A word-for-word restatement of the data is what is needed.
[[ PROVIDED INFORMATION open ]]
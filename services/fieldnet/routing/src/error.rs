//! Routing layer errors.

use fieldnet_link::{ConfigurationError, LinkError};
use fieldnet_longtel::{ReassemblyError, SegmentError};
use fieldnet_topology::{DeviceAddr, LinkKey, TopologyError};
use fieldnet_wire::{HopPair, WireError};
use thiserror::Error;

use crate::DropReason;

/// Errors surfaced by the routing layer
#[derive(Error, Debug, Clone, PartialEq, Eq)]
pub enum RoutingError {
    /// No route, or the route needs more hops than a header holds
    #[error("device {0} is unreachable")]
    Unreachable(DeviceAddr),

    /// Header length or pointer fields are inconsistent
    #[error("malformed frame: {0}")]
    MalformedFrame(#[from] WireError),

    /// Pointer-0 frame on a link that neither mirrors nor reflects
    #[error("unreflected mirrored header on link {0}")]
    Unmirrored(LinkKey),

    /// Non-long payload larger than one frame
    #[error("payload of {len} bytes exceeds the frame budget of {budget}")]
    Oversized {
        /// Payload length
        len: usize,
        /// Frame budget
        budget: usize,
    },

    /// A transit hop does not resolve to a local link
    #[error("hop {}->{} does not resolve to a link", .0.local_port, .0.remote_port)]
    UnresolvedHop(HopPair),

    /// The hop pairs of a delivered frame do not lead back to a device
    #[error("sender of frame on link {0} cannot be traced")]
    UnknownSender(LinkKey),

    /// Frame arrived on a port without a matching link
    #[error("no link on local port {0} matches the frame")]
    UnknownLink(u8),

    /// No link layer runs on the outgoing port
    #[error("no link layer bound to port {0}")]
    NoLinkLayer(u8),

    /// Reassembly discarded the session
    #[error(transparent)]
    Reassembly(#[from] ReassemblyError),

    /// Segmenter refused the telegram
    #[error(transparent)]
    Segment(#[from] SegmentError),

    /// Link layer failed to transmit
    #[error("transmit failure: {0}")]
    Transmit(#[from] LinkError),

    /// Invalid topology description
    #[error("topology: {0}")]
    Topology(#[from] TopologyError),

    /// Invalid link-layer configuration
    #[error("configuration: {0}")]
    Configuration(#[from] ConfigurationError),
}

impl RoutingError {
    /// Drop counter a failed inbound frame is booked under
    pub fn drop_reason(&self) -> DropReason {
        match self {
            RoutingError::MalformedFrame(_) | RoutingError::Oversized { .. } => {
                DropReason::Malformed
            }
            RoutingError::Unmirrored(_) => DropReason::Unmirrored,
            RoutingError::Unreachable(_) | RoutingError::UnresolvedHop(_) => DropReason::NoRoute,
            RoutingError::UnknownSender(_) | RoutingError::UnknownLink(_) => {
                DropReason::UnknownOrigin
            }
            RoutingError::Reassembly(_) => DropReason::SequenceViolation,
            RoutingError::NoLinkLayer(_)
            | RoutingError::Transmit(_)
            | RoutingError::Segment(_) => DropReason::TransmitFailure,
            RoutingError::Topology(_) | RoutingError::Configuration(_) => DropReason::Configuration,
        }
    }
}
[[ PROVIDED INFORMATION closed ]]
• [YOUR SOLUTION]
filename services/fieldnet/routing/src/error.rs
//! Routing layer errors.

use fieldnet_link::{ConfigurationError, LinkError};
use fieldnet_longtel::{ReassemblyError, SegmentError};
use fieldnet_topology::{DeviceAddr, LinkKey, TopologyError};
use fieldnet_wire::{HopPair, WireError};
use thiserror::Error;

use crate::DropReason;

/// Errors surfaced by the routing layer
#[derive(Error, Debug, Clone, PartialEq, Eq)]
pub enum RoutingError {
    /// No route, or the route needs more hops than a header holds
    #[error("device {0} is unreachable")]
    Unreachable(DeviceAddr),

    /// Header length or pointer fields are inconsistent
    #[error("malformed frame: {0}")]
    MalformedFrame(#[from] WireError),

    /// Pointer-0 frame on a link that neither mirrors nor reflects
    #[error("unreflected mirrored header on link {0}")]
    Unmirrored(LinkKey),

    /// Non-long payload larger than one frame
    #[error("payload of {len} bytes exceeds the frame budget of {budget}")]
    Oversized {
        /// Payload length
        len: usize,
        /// Frame budget
        budget: usize,
    },

    /// A transit hop does not resolve to a local link
    #[error("hop {}->{} does not resolve to a link", .0.local_port, .0.remote_port)]
    UnresolvedHop(HopPair),

    /// The hop pairs of a delivered frame do not lead back to a device
    #[error("sender of frame on link {0} cannot be traced")]
    UnknownSender(LinkKey),

    /// Frame arrived on a port without a matching link
    #[error("no link on local port {0} matches the frame")]
    UnknownLink(u8),

    /// No link layer runs on the outgoing port
    #[error("no link layer bound to port {0}")]
    NoLinkLayer(u8),

    /// Reassembly discarded the session
    #[error(transparent)]
    Reassembly(#[from] ReassemblyError),

    /// Segmenter refused the telegram
    #[error(transparent)]
    Segment(#[from] SegmentError),

    /// Link layer failed to transmit
    #[error("transmit failure: {0}")]
    Transmit(#[from] LinkError),

    /// Invalid topology description
    #[error("topology: {0}")]
    Topology(#[from] TopologyError),

    /// Invalid link-layer configuration
    #[error("configuration: {0}")]
    Configuration(#[from] ConfigurationError),
}

impl RoutingError {
    /// Drop counter a failed inbound frame is booked under
    pub fn drop_reason(&self) -> DropReason {
        match self {
            RoutingError::MalformedFrame(_) | RoutingError::Oversized { .. } => {
                DropReason::Malformed
            }
            RoutingError::Unmirrored(_) => DropReason::Unmirrored,
            RoutingError::Unreachable(_) | RoutingError::UnresolvedHop(_) => DropReason::NoRoute,
            RoutingError::UnknownSender(_) | RoutingError::UnknownLink(_) => {
                DropReason::UnknownOrigin
            }
            RoutingError::Reassembly(_) => DropReason::SequenceViolation,
            RoutingError::NoLinkLayer(_)
            | RoutingError::Transmit(_)
            | RoutingError::Segment(_) => DropReason::TransmitFailure,
            RoutingError::Topology(_) | RoutingError::Configuration(_) => DropReason::Configuration,
        }
    }
}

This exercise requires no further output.